Hiya all,

Got a quirky one here.
I was asked today, just a little bit ago, if I could find a way to recover some files that were deleted from the central storage server.

Here is the scenario:
The central server is running Linux, and a samba server. All local nodes can access the storage drives via their winbloz machines. They can all write to and delete from... (ya I know, but it isn't my network, and I didn't set it up)
Ok, so, most likely, someone was on a local wintendo machine, and deleted these files that now need to be "undeleted" so to speak.

Is there a way to recover such a loss? I don't have a whole lot of info on exactly what needs to be recovered, but I do know the name of at least one dir that was trashed.
Any ideas? or utilities that can be implemented?

Any help is gr8ly appreciated.
Tnx.
L8rz

Well, it depends on the filesystem in use on the server. However, if it's been running since the deletion... your chances get slimmer and slimmer. Every write could be overwriting the files deleted. And the fuller the drive, the greater the chances of this.

Well, actualy it turns out that it isn't running Linux. It's running Unix. The exact flavor... I'm not quite sure.
Most likely a flavour of Solaris, tho 'm pretty sure it isn't the newer versions. (judging by the older solaris software sitting on the shelf)

However, the main problem is, they don't know the passwords to the server. So basically, when they have a problem and need to shutdown, they simply pull the plug. Litterally.
However, I'm sure I can find a way into the system via an ssh.

But, I'm not really remembering any unix utilities that will allow an admin to recover deleted stuff. At least nothing that is default with a Solaris package.
At any rate, I'm not sure that much can be done from this point.
But I'm still open to suggestions.

Tnx.
L8rz

The same sort of principles apply to Solaris as Linux. Though, if nobody has admin passwords, that spells bad news all over.

so no one has root passwords... and people are deleting stuff... and I doubt you have daily backups then, right?? That's a big no-no... I think you are out of luck.

Ya, well I already knew that not having the root pw was a big problem, and the fact that this situation even exists is a problem. Thanks for re-stating the obvious, and what I've already posted.

However, I can most likely obtain the pw's from the main office IF I can figure out a way to recover the files.
The storage server isn't written to and deleted from on a regular basis.

Again I remind you this isn't my network, nor did I set it up, so please stop with the "this is a big no no for security" issues.
Tnx.

L8rz

You need to relax a little buddy. I was not being a jerk to you. I never said it was your fault or anything like that.

You also never stated whether there were backups being made. I assumed not because of the unorganized mess you had to walk in to.

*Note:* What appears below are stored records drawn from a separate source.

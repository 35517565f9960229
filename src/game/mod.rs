// Gameplay: the character controller and the capabilities it needs from a host

pub mod characters;
pub mod host;
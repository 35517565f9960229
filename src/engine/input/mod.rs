// Input handling system
//
// Turns raw winit keyboard, mouse button and pointer-motion events into one
// `FrameInput` snapshot per gameplay tick.
//
// ## Architecture
//
// - `action`: Game actions and default key bindings
// - `config`: Rebindable source -> action map
// - `state`: Held/pressed tracking and pointer accumulation
// - `frame`: The per-tick snapshot handed to the character
//
// ## Usage Example
//
// ```rust
// use fps_controller::engine::input::InputState;
//
// let mut input = InputState::default();
//
// // In your event loop
// input.process_keyboard_event(&key_event);
// input.add_mouse_motion(dx, dy);
//
// // Once per fixed tick
// let frame = input.take_frame();
// character.tick(&frame, dt, &mut host);
// ```

pub mod action;
pub mod config;
pub mod frame;
pub mod state;

// Re-export commonly used types
pub use action::{Action, InputSource};
pub use config::InputBindings;
pub use frame::FrameInput;
pub use state::InputState;
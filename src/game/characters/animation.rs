// Character animation: clip selection and crossfade requests
//
// Blending itself is the host animator's job. This side decides which clip
// should be playing, drops redundant requests, and arbitrates between the
// layers that want to drive the body.

use crate::game::host::Animator;

/// Blend time used for every clip change, in seconds
pub const CROSSFADE_DURATION: f32 = 0.2;

/// Clips the controller can request
#[derive(Debug, Clone, Copy, PartialEq, Eq, Hash)]
pub enum AnimationClip {
    Idle,
    Walk,
    /// First swing of the alternating pair
    AttackA,
    /// Second swing of the alternating pair
    AttackB,
}

impl AnimationClip {
    /// Name of the clip in the host's animation controller
    pub fn name(&self) -> &'static str {
        match self {
            Self::Idle => "Idle",
            Self::Walk => "Walk",
            Self::AttackA => "Attack 1",
            Self::AttackB => "Attack 2",
        }
    }

    pub fn is_attack(&self) -> bool {
        matches!(self, Self::AttackA | Self::AttackB)
    }

    /// Locomotion clip for the given movement intent
    pub fn for_movement(forward: f32, right: f32) -> Self {
        if forward == 0.0 && right == 0.0 {
            Self::Idle
        } else {
            Self::Walk
        }
    }
}

/// Layers competing for the body, lowest priority first
#[derive(Debug, Clone, Copy, PartialEq, Eq, PartialOrd, Ord, Hash)]
pub enum AnimationLayer {
    Locomotion,
    Attack,
}

/// One layer's wish for this tick
#[derive(Debug, Clone, Copy, PartialEq, Eq)]
pub struct LayerClaim {
    pub layer: AnimationLayer,
    /// Whether the layer currently owns the body
    pub active: bool,
    /// Clip to switch to, or `None` to hold whatever the layer already started
    pub clip: Option<AnimationClip>,
}

impl LayerClaim {
    pub fn new(layer: AnimationLayer, active: bool, clip: Option<AnimationClip>) -> Self {
        Self {
            layer,
            active,
            clip,
        }
    }
}

/// Pick the clip to request this tick.
///
/// The highest-priority active layer wins outright, even when it has nothing
/// new to request. That is what keeps a swing from being cut short by the
/// walk cycle.
pub fn resolve(claims: &[LayerClaim]) -> Option<AnimationClip> {
    claims
        .iter()
        .filter(|claim| claim.active)
        .max_by_key(|claim| claim.layer)
        .and_then(|claim| claim.clip)
}

/// Tracks the playing clip and forwards changes to the host animator
#[derive(Debug, Clone)]
pub struct AnimationDriver {
    current: Option<AnimationClip>,
    blend_duration: f32,
    /// Number of crossfades actually issued
    transitions: u32,
}

impl Default for AnimationDriver {
    fn default() -> Self {
        Self::new()
    }
}

impl AnimationDriver {
    pub fn new() -> Self {
        Self::with_blend_duration(CROSSFADE_DURATION)
    }

    pub fn with_blend_duration(blend_duration: f32) -> Self {
        Self {
            current: None,
            blend_duration,
            transitions: 0,
        }
    }

    /// Crossfade to `clip` unless it is already playing.
    /// Returns whether a crossfade was issued.
    pub fn change<A: Animator + ?Sized>(&mut self, clip: AnimationClip, animator: &mut A) -> bool {
        if self.current == Some(clip) {
            return false;
        }

        log::trace!(
            "Animation {} -> {}",
            self.current.map_or("<none>", |c| c.name()),
            clip.name()
        );
        self.current = Some(clip);
        self.transitions += 1;
        animator.crossfade(clip, self.blend_duration);
        true
    }

    /// Get the current clip
    pub fn current(&self) -> Option<AnimationClip> {
        self.current
    }

    pub fn transitions(&self) -> u32 {
        self.transitions
    }

    pub fn blend_duration(&self) -> f32 {
        self.blend_duration
    }
}
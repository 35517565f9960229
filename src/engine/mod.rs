// Engine modules: timing, input, physics, effects and the sandbox host

pub mod effects;
pub mod game_loop;
pub mod input;
pub mod physics;
pub mod sandbox;
pub mod timer;
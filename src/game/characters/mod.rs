// Character system
//
// This module contains the first-person character controller:
// - Tuning loaded from config
// - Locomotion and mouse look
// - Melee combat state machine
// - Animation clip arbitration
// - Health for damageable targets

pub mod animation;
pub mod character;
pub mod combat;
pub mod config;
pub mod health;
pub mod locomotion;
pub mod look;

// Re-export commonly used types
pub use animation::{AnimationClip, AnimationDriver, AnimationLayer, LayerClaim};
pub use character::{Character, TickReport};
pub use combat::{CombatPhase, CombatState, CombatTask, HitReport};
pub use config::{CombatConfig, ConfigError, ControllerConfig, LocomotionConfig, LookConfig};
pub use health::Health;
pub use locomotion::LocomotionState;
pub use look::{LookState, Orientation};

Again, to the best of my knowledge, I think you'reout of luck. I didn't say you not having root password is a 'big no no for security'..I said that not having daily back-ups is a big no no on their part...

I hope you find something that will help you. I would also suggest writing up a plan of administration for the system.. when it is backed up.. when it is updated.. etc. Present it to the main office and see what they can do so this kind of situation doesn't happen again.

Good Luck

Ya man, relaxing isn't part of this job... unfortunatly.
At any rate, I didn't mean to sound harsh.
I've already tried to get these people to "do the right thing" and all they end up doing is locking out the machines that don't have the problems. It's a real merry-go-round at times. It's a real 2-steps forward 3-steps backwards type scenario. Constantly. But, that's how office pukes usually run the show anyway... I mean they know best right?

Anywho, I've pretty much told them that they are skrewd because they didn't listen to the planning in the first place last year on the other vessels, so they only have themselves to blame.

Tnx for the help guys.
L8rz

http://www.sleuthkit.org/
I don't know if that will do you any good, thought that I would post it.